Islamic scholar (died 717)

Amrah bint Abdul Rahman (Arabic: عمرة بنت عبد الرحمن, died 717 CE) was an early Islamic mufti and scholar.

== Biography ==
Rahman was a member of the tabieen who followed the generation of the Prophet’s companions. Most mistake her as the granddaughter of As’ad ibn Zurara due to his popularity as the first chief in Medina to become a Muslim convert. Rather, the knowledgeable of the genealogies of the Anṣār noted that she is from the descendants of Saʿd ibn Zurāra, the brother of As’ad ibn Zurara. She grew up under the care of the Prophet Muhammad's third wife, Aisha bint Abu Bakr, and may have acted as Aisha’s personal secretary.

Rahman became an early Islamic scholar who was an expert in Islamic theology and jurisprudence. She was among the most authoritative and reliable narrators of the hadith of Aisha (including her fiqh judgments), Umm Salama, Rafi' ibn Khadij, and Umm Hisham bint Harithah.

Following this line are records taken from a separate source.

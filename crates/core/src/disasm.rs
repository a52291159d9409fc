//! Bytecode disassembler
//!
//! Walks a code buffer with the operand-size table and renders the textual
//! mnemonic form. Byte values that do not decode to an opcode are rendered as
//! `DB 0xNN` data bytes so a damaged image still produces a listing.

use crate::opcode::Opcode;

/// One decoded instruction.
#[derive(Debug, Clone, Copy, PartialEq, Eq)]
pub struct Instruction {
    /// Program counter of the opcode byte.
    pub pc: usize,
    pub opcode: Opcode,
    /// Operand value, zero-extended; `None` for operand-less opcodes.
    pub operand: Option<u32>,
}

/// Iterator over the instructions of a code buffer.
///
/// A truncated trailing instruction or an undecodable byte ends the iteration
/// with an `Err` carrying the offending PC.
pub struct Decoder<'a> {
    code: &'a [u8],
    pc: usize,
}

impl<'a> Decoder<'a> {
    pub fn new(code: &'a [u8]) -> Self {
        Decoder { code, pc: 0 }
    }
}

impl Iterator for Decoder<'_> {
    type Item = Result<Instruction, usize>;

    fn next(&mut self) -> Option<Self::Item> {
        if self.pc >= self.code.len() {
            return None;
        }
        let pc = self.pc;
        let opcode = match Opcode::try_from(self.code[pc]) {
            Ok(op) => op,
            Err(_) => {
                self.pc = self.code.len();
                return Some(Err(pc));
            }
        };
        let size = opcode.operand_size();
        if pc + 1 + size > self.code.len() {
            self.pc = self.code.len();
            return Some(Err(pc));
        }
        let operand = match size {
            0 => None,
            1 => Some(self.code[pc + 1] as u32),
            2 => Some(u16::from_le_bytes([self.code[pc + 1], self.code[pc + 2]]) as u32),
            _ => Some(u32::from_le_bytes([
                self.code[pc + 1],
                self.code[pc + 2],
                self.code[pc + 3],
                self.code[pc + 4],
            ])),
        };
        self.pc = pc + 1 + size;
        Some(Ok(Instruction { pc, opcode, operand }))
    }
}

/// Disassemble a whole buffer into a line-per-instruction listing.
pub fn disassemble(code: &[u8]) -> String {
    let mut out = String::new();
    let mut pc = 0usize;
    while pc < code.len() {
        match Opcode::try_from(code[pc]) {
            Ok(opcode) if pc + opcode.encoded_size() <= code.len() => {
                let size = opcode.operand_size();
                match size {
                    0 => out.push_str(&format!("{:04X}:  {}\n", pc, opcode.mnemonic())),
                    1 => out.push_str(&format!(
                        "{:04X}:  {} {}\n",
                        pc,
                        opcode.mnemonic(),
                        code[pc + 1]
                    )),
                    2 => {
                        let v = u16::from_le_bytes([code[pc + 1], code[pc + 2]]);
                        out.push_str(&format!("{:04X}:  {} 0x{:04X}\n", pc, opcode.mnemonic(), v));
                    }
                    _ => {
                        let v = u32::from_le_bytes([
                            code[pc + 1],
                            code[pc + 2],
                            code[pc + 3],
                            code[pc + 4],
                        ]);
                        out.push_str(&format!("{:04X}:  {} {}\n", pc, opcode.mnemonic(), v));
                    }
                }
                pc += 1 + size;
            }
            _ => {
                out.push_str(&format!("{:04X}:  DB 0x{:02X}\n", pc, code[pc]));
                pc += 1;
            }
        }
    }
    out
}

#[cfg(test)]
mod tests {
    use super::*;

    #[test]
    fn test_disassemble_push8_halt() {
        let text = disassemble(&[0x40, 0x2A, 0x01]);
        assert!(text.contains("PUSH8 42"));
        assert!(text.contains("HALT"));
    }

    #[test]
    fn test_disassemble_two_byte_operand_little_endian() {
        // JMP 0x1234 encodes as 90 34 12
        let text = disassemble(&[0x90, 0x34, 0x12]);
        assert!(text.contains("JMP 0x1234"));
    }

    #[test]
    fn test_disassemble_unknown_byte_as_db() {
        let text = disassemble(&[0x7F, 0x00]);
        assert!(text.contains("DB 0x7F"));
        assert!(text.contains("NOP"));
    }

    #[test]
    fn test_decoder_yields_instruction_starts() {
        let code = [0x40, 0x2A, 0xC0, 0x01, 0x02, 0x03, 0x04, 0x01];
        let pcs: Vec<usize> = Decoder::new(&code).map(|i| i.unwrap().pc).collect();
        assert_eq!(pcs, vec![0, 2, 7]);
    }

    #[test]
    fn test_decoder_truncated_operand_is_error() {
        let mut d = Decoder::new(&[0x88, 0x01]); // PUSH16 missing a byte
        assert_eq!(d.next(), Some(Err(0)));
        assert_eq!(d.next(), None);
    }
}
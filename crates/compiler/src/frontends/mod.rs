//! Visual-language front-ends
//!
//! The three graphical languages are stored as JSON models and transpiled
//! to Structured Text, which then re-enters the normal pipeline. The
//! transpilers are plain tree walkers: they validate the graph (no dangling
//! connections, no undeclared variables) and print ST source; all further
//! checking happens in the ST parser and the later phases.

mod fbd;
mod ladder;
mod sfc;

pub use fbd::fbd_to_st;
pub use ladder::ladder_to_st;
pub use sfc::sfc_to_st;

use crate::error::Diagnostic;
use serde::Deserialize;
use std::fmt::Write as _;

/// A variable declared by a visual model.
#[derive(Debug, Clone, Deserialize)]
pub struct ModelVariable {
    pub name: String,
    #[serde(rename = "type", default = "default_type")]
    pub ty: String,
    /// `%I0.0`-style binding.
    #[serde(default)]
    pub address: Option<String>,
    /// Initializer, spliced verbatim (`TRUE`, `0`, `T#500ms`, ...).
    #[serde(default)]
    pub init: Option<String>,
}

fn default_type() -> String {
    "BOOL".to_string()
}

pub(crate) fn parse_model<'a, T: Deserialize<'a>>(json: &'a str, what: &str) -> Result<T, Diagnostic> {
    serde_json::from_str(json)
        .map_err(|e| Diagnostic::linker(format!("invalid {} model: {}", what, e)))
}

/// Render declaration blocks: input-mapped variables into `VAR_INPUT`,
/// output-mapped into `VAR_OUTPUT`, everything else into `VAR`.
pub(crate) fn write_declarations(out: &mut String, variables: &[ModelVariable], extra: &[String]) {
    let is_area = |v: &ModelVariable, letter: char| {
        v.address
            .as_deref()
            .and_then(|a| a.chars().nth(1))
            .map(|c| c.eq_ignore_ascii_case(&letter))
            .unwrap_or(false)
    };

    let render = |out: &mut String, v: &ModelVariable| {
        let _ = write!(out, "    {}", v.name);
        if let Some(address) = &v.address {
            let _ = write!(out, " AT {}", address);
        }
        let _ = write!(out, " : {}", v.ty);
        if let Some(init) = &v.init {
            let _ = write!(out, " := {}", init);
        }
        let _ = writeln!(out, ";");
    };

    let inputs: Vec<&ModelVariable> = variables.iter().filter(|v| is_area(v, 'I')).collect();
    if !inputs.is_empty() {
        let _ = writeln!(out, "VAR_INPUT");
        for v in inputs {
            render(out, v);
        }
        let _ = writeln!(out, "END_VAR");
    }

    let outputs: Vec<&ModelVariable> = variables.iter().filter(|v| is_area(v, 'Q')).collect();
    if !outputs.is_empty() {
        let _ = writeln!(out, "VAR_OUTPUT");
        for v in outputs {
            render(out, v);
        }
        let _ = writeln!(out, "END_VAR");
    }

    let plain: Vec<&ModelVariable> = variables
        .iter()
        .filter(|v| !is_area(v, 'I') && !is_area(v, 'Q'))
        .collect();
    if !plain.is_empty() || !extra.is_empty() {
        let _ = writeln!(out, "VAR");
        for v in plain {
            render(out, v);
        }
        for line in extra {
            let _ = writeln!(out, "    {}", line);
        }
        let _ = writeln!(out, "END_VAR");
    }
}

When the Judge of Medina Muhammad bin Abī Bakr bin Hazm ruled in a case involving a Christian thief from Syria who had stolen something, he wrote to Rahman for advice. She informed him that he could not order the severing of the man's hand, as the hand of a thief could only be cut off for stolen amounts over one-quarter of a dīnār, so he ordered that the man be released. He did not question her judgement or seek out other scholars.

Umar bin Abdul Aziz, caliph and scholar, would advise people that if they wanted to learn prophetic sayings, they should go to Rahman, as none knew more of the hadith than her. Ahmad bin Hanbal described Rahman as "an eminent theologian and great scholar." Her knowledge and piety attracted students who she transmitted her knowledge to, including Urwa ibn al‑Zubayr, Sulaymān ibn Yasār, Amr ibn Dinar and Ibn Shihab al-Zuhri, who called her a "sea of knowledge."

Rahman belonged to a family composed of scholars and transmitters. Her siblings, children, nephews and grandchildren formed a household of learning. Among those who narrated from her are her son Abū al‑Rijāl, her brother Muḥammad ibn ʿAbd al‑Raḥmān al‑Anṣārī, her nephew Yaḥyā ibn ʿAbd Allāh ibn ʿAbd al‑Raḥmān, her grandson Ḥārithah ibn Abī al‑Rijāl and her sister’s son Abū Bakr ibn Muḥammad ibn ʿAmr ibn Ḥazm. Among the female transmitters were Rā’ita al Muznīyya and Fātima bint Munzar bin Zubaīr.

Rahman died in 98 AH (717 CE) in Medina, aged 77. ‘Abd al-Raḥmān bin Ḥārithah bin al-Nu’mān was Rahman's husband, and her son was Abū al-Rijāl Muḥammad,  who had transmitted hadith from his mother mostly. Her nephew was the judge Abu Bakr ibn Hazm.

Her narrations appear in all the major authoritative hadith collections, including the six canonical hadith collections.